Francq vs Urasawa: quand deux géants de la BD et du manga se rencontrent

Philippe Francq et Naoki Urasawa lors du workshop "Que se passe-t-il lorsque la BD belge et le manga se rencontrent? Création et influence!" à Tokyo. © AFP/Kazuhiro Nogi
FocusVif.be Rédaction en ligne

Ils ont découvert le manga et la bande dessinée à l’âge de 4 ou 5 ans, en ont fait leur métier et ont vécu les mêmes refus de maisons d’édition avant de connaître les mêmes carrières spectaculaires: le Japonais Naoki Urasawa et le Belge Philippe Francq se sont rencontrés mercredi à Tokyo.

« Vous êtes un impatient, en fait, cela se voit dans votre dessin… mais moi aussi je le suis », lance Urasawa à son alter ego qui justifie: « c’est vrai que je casse beaucoup de plumes ».

Leur rencontre complice, un des événements en marge de la visite du roi des Belges au Japon, est en fait celle de deux mondes qui s’influencent, qui se croisent, mais qui ne se superposent pas, même si les points communs sont nombreux.

Urasawa: « J’ai rencontré le manga avec deux volumes de l’oeuvre d’Osamu Tezuka (le surnommé père du manga moderne). Je le lisais en me disant je n’ai jamais vu de livres pareils… j’avais 5 ans. Ensuite, je n’ai jamais vraiment voulu être mangaka, mais je n’ai cessé de dessiner. »

Pour Francq, dessinateur de Largo Winch traduit en 17 langues, « c’était Hergé, découvert à l’âge de 5 ans. Mon père avait tous les Tintin et ma mère me laissait les regarder. Mais chaque année j’ai remis en question le fait de devenir dessinateur, car j’avais une autre passion, la biologie. »

S’ils sont capables de discussions techniques à n’en plus finir, les deux notent des différences fondamentales entre le manga et la BD et chacun envie l’autre. À un Urasawa qui constate que « le rythme dans le manga et dans la bande dessinée est différent, on ne découpe pas les scènes de la même façon », Francq répond en louant cette liberté.

« On fait le même métier », vacances à part

« En manga, la longueur de l’histoire n’est pas définie à l’avance et cette longueur est terriblement pratique pour étirer des scènes qui font que le manga est éminemment humaniste et humain parce qu’il raconte et met en scène des personnages qui finissent par exister et des sentiments profonds qui tirent les larmes, ce qui est très rare et est généralement du ressort du cinéma. Cette qualité on aimerait la mettre dans la BD franco-belge mais on n’a ni le temps ni la place. »

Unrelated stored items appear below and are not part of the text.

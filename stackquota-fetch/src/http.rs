//! HTTP client for OpenStack REST APIs.
//!
//! Wraps `reqwest` with:
//! - Token authentication via the `X-Auth-Token` header
//! - Retries for transient failures (see [`RetryStrategy`])
//! - Status-code mapping into [`FetchError`]
//! - Request tracing

use reqwest::{Client, RequestBuilder, Response, StatusCode, header};
use serde::Serialize;
use serde::de::DeserializeOwned;
use std::time::Duration;
use tracing::{debug, instrument, warn};
use url::Url;

use crate::error::FetchError;
use crate::retry::RetryStrategy;

/// Default request timeout in seconds.
pub const DEFAULT_TIMEOUT_SECS: u64 = 30;

/// Header carrying the token on every authenticated request.
pub const AUTH_TOKEN_HEADER: &str = "X-Auth-Token";

/// Header carrying the issued token in an identity response.
pub const SUBJECT_TOKEN_HEADER: &str = "X-Subject-Token";

const USER_AGENT: &str = concat!("stackquota/", env!("CARGO_PKG_VERSION"));

// ============================================================================
// HTTP Client
// ============================================================================

/// HTTP client with retry capabilities.
#[derive(Debug, Clone)]
pub struct HttpClient {
    inner: Client,
    retry_strategy: RetryStrategy,
    timeout: Duration,
}

impl HttpClient {
    /// Creates a new HTTP client with default settings.
    pub fn new() -> Result<Self, FetchError> {
        Self::configured(Duration::from_secs(DEFAULT_TIMEOUT_SECS), false)
    }

    /// Creates a client with a custom timeout, optionally accepting
    /// self-signed certificates.
    pub fn configured(timeout: Duration, accept_invalid_certs: bool) -> Result<Self, FetchError> {
        let client = Client::builder()
            .timeout(timeout)
            .user_agent(USER_AGENT)
            .danger_accept_invalid_certs(accept_invalid_certs)
            .build()?;

        Ok(Self {
            inner: client,
            retry_strategy: RetryStrategy::default(),
            timeout,
        })
    }

    /// Sets the retry strategy for this client.
    pub fn with_retry_strategy(mut self, strategy: RetryStrategy) -> Self {
        self.retry_strategy = strategy;
        self
    }

    /// The retry strategy in use.
    pub fn retry_strategy(&self) -> &RetryStrategy {
        &self.retry_strategy
    }

    /// GETs `url` with a token and decodes the JSON body.
    #[instrument(skip(self, token), fields(url = %url))]
    pub async fn get_json<T: DeserializeOwned>(
        &self,
        url: &Url,
        token: &str,
    ) -> Result<T, FetchError> {
        let response = self
            .send_with_retry(|| {
                self.inner
                    .get(url.clone())
                    .header(AUTH_TOKEN_HEADER, token)
                    .header(header::ACCEPT, "application/json")
            })
            .await?;

        let body = response.text().await?;
        Ok(serde_json::from_str(&body)?)
    }

    /// POSTs a JSON body without a token and returns the raw response.
    ///
    /// Used for identity requests, where the interesting part of the answer
    /// is a response header.
    #[instrument(skip(self, body), fields(url = %url))]
    pub async fn post_json<B: Serialize + ?Sized>(
        &self,
        url: &Url,
        body: &B,
    ) -> Result<Response, FetchError> {
        self.send_with_retry(|| self.inner.post(url.clone()).json(body))
            .await
    }

    async fn send_with_retry<F>(&self, build: F) -> Result<Response, FetchError>
    where
        F: Fn() -> RequestBuilder,
    {
        let mut attempts = 0;

        loop {
            attempts += 1;
            debug!(attempt = attempts, "Sending request");

            match build().send().await {
                Ok(response) => {
                    let status = response.status();
                    debug!(status = %status, "Response received");

                    if status.is_success() {
                        return Ok(response);
                    }

                    if self.retry_strategy.should_retry_status(status)
                        && self.retry_strategy.has_attempts_left(attempts)
                    {
                        let delay = self
                            .retry_strategy
                            .delay_with_hint(attempts, retry_after(&response));
                        warn!(
                            status = %status,
                            delay_ms = delay.as_millis(),
                            "Service busy, retrying"
                        );
                        tokio::time::sleep(delay).await;
                        continue;
                    }

                    return Err(error_for_response(response).await);
                }
                Err(e) => {
                    if self.retry_strategy.has_attempts_left(attempts)
                        && self.retry_strategy.should_retry(&e)
                    {
                        let delay = self.retry_strategy.delay_for_attempt(attempts);
                        warn!(
                            error = %e,
                            delay_ms = delay.as_millis(),
                            "Request failed, retrying"
                        );
                        tokio::time::sleep(delay).await;
                        continue;
                    }

                    if e.is_timeout() {
                        return Err(FetchError::Timeout(self.timeout.as_secs()));
                    }
                    return Err(e.into());
                }
            }
        }
    }
}

// ============================================================================
// Helpers
// ============================================================================

fn retry_after(response: &Response) -> Option<u64> {
    response
        .headers()
        .get(header::RETRY_AFTER)
        .and_then(|v| v.to_str().ok())
        .and_then(|v| v.trim().parse().ok())
}

async fn error_for_response(response: Response) -> FetchError {
    let status = response.status();
    let url = response.url().clone();
    let retry_after = retry_after(&response);
    let body = response.text().await.unwrap_or_default();
    let message = error_message(&body).unwrap_or_else(|| {
        status
            .canonical_reason()
            .unwrap_or("unknown error")
            .to_string()
    });

    match status {
        StatusCode::UNAUTHORIZED | StatusCode::FORBIDDEN => {
            FetchError::AuthenticationFailed(message)
        }
        StatusCode::NOT_FOUND => FetchError::NotFound(format!("{url}: {message}")),
        StatusCode::TOO_MANY_REQUESTS => FetchError::RateLimited { retry_after },
        s if s.is_server_error() => FetchError::ServerError {
            status: s.as_u16(),
            message,
        },
        s => FetchError::InvalidResponse(format!("Unexpected status code {s}: {message}")),
    }
}

/// Extracts the human-readable message from an OpenStack fault body.
///
/// Services wrap it differently (`{"itemNotFound": {"message": ..}}`,
/// `{"NeutronError": {"message": ..}}`, `{"error": {"message": ..}}`), so the
/// first object member carrying a string `message` wins.
pub fn error_message(body: &str) -> Option<String> {
    let value: serde_json::Value = serde_json::from_str(body).ok()?;
    let object = value.as_object()?;

    if let Some(message) = object.get("message").and_then(|m| m.as_str()) {
        return Some(message.to_string());
    }

    object
        .values()
        .filter_map(|inner| inner.get("message").and_then(|m| m.as_str()))
        .map(str::to_string)
        .next()
}

/// Appends `path` to an endpoint URL, keeping the endpoint's own path.
///
/// `Url::join` replaces the last path segment unless the base ends with a
/// slash, and catalog endpoints such as `https://nova/v2.1/<project>` do not.
pub fn join_endpoint(base: &Url, path: &str) -> Result<Url, FetchError> {
    let mut base = base.clone();
    if !base.path().ends_with('/') {
        let with_slash = format!("{}/", base.path());
        base.set_path(&with_slash);
    }
    Ok(base.join(path.trim_start_matches('/'))?)
}

#[cfg(test)]
mod tests {
    use super::*;

    #[test]
    fn test_join_keeps_project_segment() {
        let base = Url::parse("https://nova.example.com:8774/v2.1/abc123").unwrap();
        let url = join_endpoint(&base, "/os-quota-sets/abc123").unwrap();
        assert_eq!(
            url.as_str(),
            "https://nova.example.com:8774/v2.1/abc123/os-quota-sets/abc123"
        );
    }

    #[test]
    fn test_join_with_trailing_slash() {
        let base = Url::parse("https://neutron.example.com:9696/").unwrap();
        let url = join_endpoint(&base, "v2.0/extensions").unwrap();
        assert_eq!(url.as_str(), "https://neutron.example.com:9696/v2.0/extensions");
    }

    #[test]
    fn test_error_message_from_nova_fault() {
        let body = r#"{"itemNotFound": {"message": "Project not found", "code": 404}}"#;
        assert_eq!(error_message(body).as_deref(), Some("Project not found"));
    }

    #[test]
    fn test_error_message_from_neutron_fault() {
        let body = r#"{"NeutronError": {"type": "HTTPForbidden", "message": "Not allowed", "detail": ""}}"#;
        assert_eq!(error_message(body).as_deref(), Some("Not allowed"));
    }

    #[test]
    fn test_error_message_not_json() {
        assert_eq!(error_message("<html>502 Bad Gateway</html>"), None);
    }
}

Philippe Francq et Naoki Urasawa lors du workshop
Philippe Francq et Naoki Urasawa lors du workshop « Que se passe-t-il lorsque la BD belge et le manga se rencontrent? Création et influence! » à Tokyo.© AFP/Kazuhiro Nogi

Monster, Master Keaton, 20th Century Boy, Billy Bat…: Naoki Urasawa aligne une collection exceptionnelle de séries qui totalisent plus de 150 tomes en 30 ans de carrière. Il dit avoir dessiné « jusqu’à 130 pages par mois, ce qui est de la pure folie. J’adorerais ne faire que 10 pages par mois ».

Si le mangaka oeuvre avec plusieurs assistants, le dessinateur de BD, lui, ne fait appel qu’à un coloriste et si les deux ont certes des journées interminables, le Japonais, lui n’arrête jamais ou presque à longueur d’année. « Ce qu’il ne va pas comprendre évidemment, c’est que je prends 4 mois de vacances entre deux albums », confie Francq. « Si je me reposais autant, je ne pourrais pas recommencer à travailler. Après rien qu’une semaine au Nouvel an, j’ai déjà du mal à m’y remettre! », répond Urasawa.

« On a deux systèmes totalement différents, mais on fait quand même le même métier d’une certaine manière et quand je lis Urasawa, je n’ai pas l’impression de découvrir quelque chose qui vient d’une autre planète », conclut Francq qui se dit de plus en plus influencé par le manga et la série TV. « En art, il n’y a pas de concurrence entre auteurs, même si elle peut exister entre éditeurs. »

Reste que le monde culturel francophone en général et belge en particulier aimerait une place pour la BD au Japon qui se rapproche de celle du manga en France et Belgique où, avec quelque 13 millions d’exemplaires par an, le 9e art du pays du Soleil-Levant représente environ un tiers des ventes de la bande dessinée dans son ensemble.